K-nearest neighbors (KNN).

The LIME method has been used to explain the KNN model. LIME begins by generating a dataset of perturbed instances around the instance of interest. For presenting a prediction made by a KNN model, LIME would generate new data points by perturbing the features of the instance being explained. The KNN model is then used to predict the output for these perturbed instances. Since KNN is a lazy learner, it directly uses the nearest neighbors from the training data to make predictions without explicitly building a model.
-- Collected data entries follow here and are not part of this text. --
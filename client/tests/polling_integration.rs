//! Poll loop tests against scripted backends on a paused clock.

use std::collections::VecDeque;
use std::sync::atomic::{AtomicUsize, Ordering};
use std::sync::{Arc, Mutex};
use std::time::Duration;

use anyhow::{anyhow, Result};
use reqwest::Url;
use tokio_util::sync::CancellationToken;

use roomforge::api::v1::phone_upload::{PhoneUploadStatusResponse, UploadStatus};
use roomforge::api::v1::project::{ProjectStatus, ProjectStatusResponse};
use roomforge_client::poll::{
    watch_project, watch_upload, PollConfig, ProjectOutcome, UploadOutcome,
};

fn upload_config() -> PollConfig {
    PollConfig {
        interval: Duration::from_secs(3),
        immediate_first: false,
        max_consecutive_failures: 5,
        max_polls: None,
    }
}

fn project_config() -> PollConfig {
    PollConfig {
        interval: Duration::from_secs(5),
        immediate_first: true,
        max_consecutive_failures: 5,
        max_polls: Some(360),
    }
}

fn upload(status: UploadStatus) -> Result<PhoneUploadStatusResponse> {
    Ok(PhoneUploadStatusResponse {
        status,
        files: Vec::new(),
    })
}

fn project(status: &str, path: Option<&str>) -> Result<ProjectStatusResponse> {
    Ok(ProjectStatusResponse {
        status: ProjectStatus::new(status),
        room_model_path: path.map(str::to_owned),
    })
}

/// Builds a query closure that pops scripted responses and counts calls.
fn scripted<T: Send + 'static>(
    responses: Vec<Result<T>>,
) -> (
    impl FnMut() -> std::pin::Pin<Box<dyn std::future::Future<Output = Result<T>> + Send>>,
    Arc<AtomicUsize>,
) {
    let script = Arc::new(Mutex::new(VecDeque::from(responses)));
    let calls = Arc::new(AtomicUsize::new(0));
    let counter = Arc::clone(&calls);
    let query = move || {
        let script = Arc::clone(&script);
        let counter = Arc::clone(&counter);
        Box::pin(async move {
            counter.fetch_add(1, Ordering::SeqCst);
            script
                .lock()
                .unwrap()
                .pop_front()
                .unwrap_or_else(|| Err(anyhow!("script exhausted")))
        }) as std::pin::Pin<Box<dyn std::future::Future<Output = Result<T>> + Send>>
    };
    (query, calls)
}

#[tokio::test(start_paused = true)]
async fn upload_poll_stops_exactly_at_completion() {
    let (query, calls) = scripted(vec![
        upload(UploadStatus::Pending),
        upload(UploadStatus::Pending),
        upload(UploadStatus::Completed),
    ]);

    let outcome = watch_upload(upload_config(), CancellationToken::new(), query).await;

    assert_eq!(outcome, UploadOutcome::Completed(Vec::new()));
    assert_eq!(calls.load(Ordering::SeqCst), 3);
}

#[tokio::test(start_paused = true)]
async fn upload_poll_stops_at_failure() {
    let (query, calls) = scripted(vec![upload(UploadStatus::Failed)]);

    let outcome = watch_upload(upload_config(), CancellationToken::new(), query).await;

    assert_eq!(outcome, UploadOutcome::Failed);
    assert_eq!(calls.load(Ordering::SeqCst), 1);
}

#[tokio::test(start_paused = true)]
async fn upload_poll_rides_out_transient_failures() {
    let (query, calls) = scripted(vec![
        Err(anyhow!("connection refused")),
        Err(anyhow!("connection refused")),
        upload(UploadStatus::Pending),
        upload(UploadStatus::Completed),
    ]);

    let outcome = watch_upload(upload_config(), CancellationToken::new(), query).await;

    assert_eq!(outcome, UploadOutcome::Completed(Vec::new()));
    assert_eq!(calls.load(Ordering::SeqCst), 4);
}

#[tokio::test(start_paused = true)]
async fn upload_poll_gives_up_after_the_failure_bound() {
    let (query, calls) = scripted(vec![
        Err(anyhow!("boom")),
        Err(anyhow!("boom")),
        Err(anyhow!("boom")),
        Err(anyhow!("boom")),
        Err(anyhow!("boom")),
        upload(UploadStatus::Completed),
    ]);

    let outcome = watch_upload(upload_config(), CancellationToken::new(), query).await;

    assert_eq!(outcome, UploadOutcome::GaveUp);
    assert_eq!(calls.load(Ordering::SeqCst), 5);
}

#[tokio::test(start_paused = true)]
async fn cancellation_freezes_the_upload_poll() {
    let (query, calls) = scripted(vec![
        upload(UploadStatus::Pending),
        upload(UploadStatus::Pending),
        upload(UploadStatus::Pending),
        upload(UploadStatus::Pending),
    ]);

    let cancel = CancellationToken::new();
    let handle = tokio::spawn(watch_upload(upload_config(), cancel.clone(), query));

    // Two full intervals, then tear down
    tokio::time::sleep(Duration::from_millis(6500)).await;
    cancel.cancel();

    let outcome = handle.await.unwrap();
    assert_eq!(outcome, UploadOutcome::Cancelled);

    let frozen = calls.load(Ordering::SeqCst);
    assert_eq!(frozen, 2);

    // No stray query after the outcome is in
    tokio::time::sleep(Duration::from_secs(30)).await;
    assert_eq!(calls.load(Ordering::SeqCst), frozen);
}

#[tokio::test(start_paused = true)]
async fn project_poll_queries_immediately_and_resolves_the_model() {
    let (query, calls) = scripted(vec![project(
        "completed",
        Some("projects/p1/model/room_model.glb"),
    )]);

    let base = Url::parse("http://127.0.0.1:8000").unwrap();
    let outcome = watch_project(project_config(), base, CancellationToken::new(), query).await;

    match outcome {
        ProjectOutcome::Ready(url) => {
            assert!(url
                .as_str()
                .ends_with("/project_files/p1/model/room_model.glb"));
        }
        other => panic!("expected Ready, got {other:?}"),
    }
    assert_eq!(calls.load(Ordering::SeqCst), 1);
}

#[tokio::test(start_paused = true)]
async fn project_poll_keeps_going_until_the_path_materializes() {
    let (query, calls) = scripted(vec![
        project("created", None),
        project("photogrammetry_running", None),
        project("photogrammetry_complete", Some("")),
        project("detection_complete", Some("projects/p1/model/room_model.glb")),
    ]);

    let base = Url::parse("http://127.0.0.1:8000").unwrap();
    let outcome = watch_project(project_config(), base, CancellationToken::new(), query).await;

    assert!(matches!(outcome, ProjectOutcome::Ready(_)));
    assert_eq!(calls.load(Ordering::SeqCst), 4);
}

#[tokio::test(start_paused = true)]
async fn project_poll_surfaces_pipeline_failure() {
    let (query, _calls) = scripted(vec![
        project("photogrammetry_running", None),
        project("photogrammetry_failed", None),
    ]);

    let base = Url::parse("http://127.0.0.1:8000").unwrap();
    let outcome = watch_project(project_config(), base, CancellationToken::new(), query).await;

    assert_eq!(
        outcome,
        ProjectOutcome::Failed(ProjectStatus::new("photogrammetry_failed"))
    );
}

#[tokio::test(start_paused = true)]
async fn project_poll_times_out_when_the_budget_runs_out() {
    let config = PollConfig {
        max_polls: Some(3),
        ..project_config()
    };
    let (query, calls) = scripted(vec![
        project("created", None),
        project("created", None),
        project("created", None),
        project("created", None),
    ]);

    let base = Url::parse("http://127.0.0.1:8000").unwrap();
    let outcome = watch_project(config, base, CancellationToken::new(), query).await;

    assert_eq!(outcome, ProjectOutcome::TimedOut);
    assert_eq!(calls.load(Ordering::SeqCst), 3);
}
Next, LIME fits an interpretable model to the generated dataset using the perturbed instances and the corresponding predictions obtained from the KNN model. The coefficients or feature importances of the interpretable model trained in the previous step are used to determine the contribution of each feature to the KNN model’s prediction for the instance of interest. This helps in understanding which features are most influential in the decision made by the KNN model. Finally, LIME provides an explanation for the prediction by highlighting the most essential features and their contributions. This explanation helps us understand why the KNN model made a particular prediction for the instance under consideration.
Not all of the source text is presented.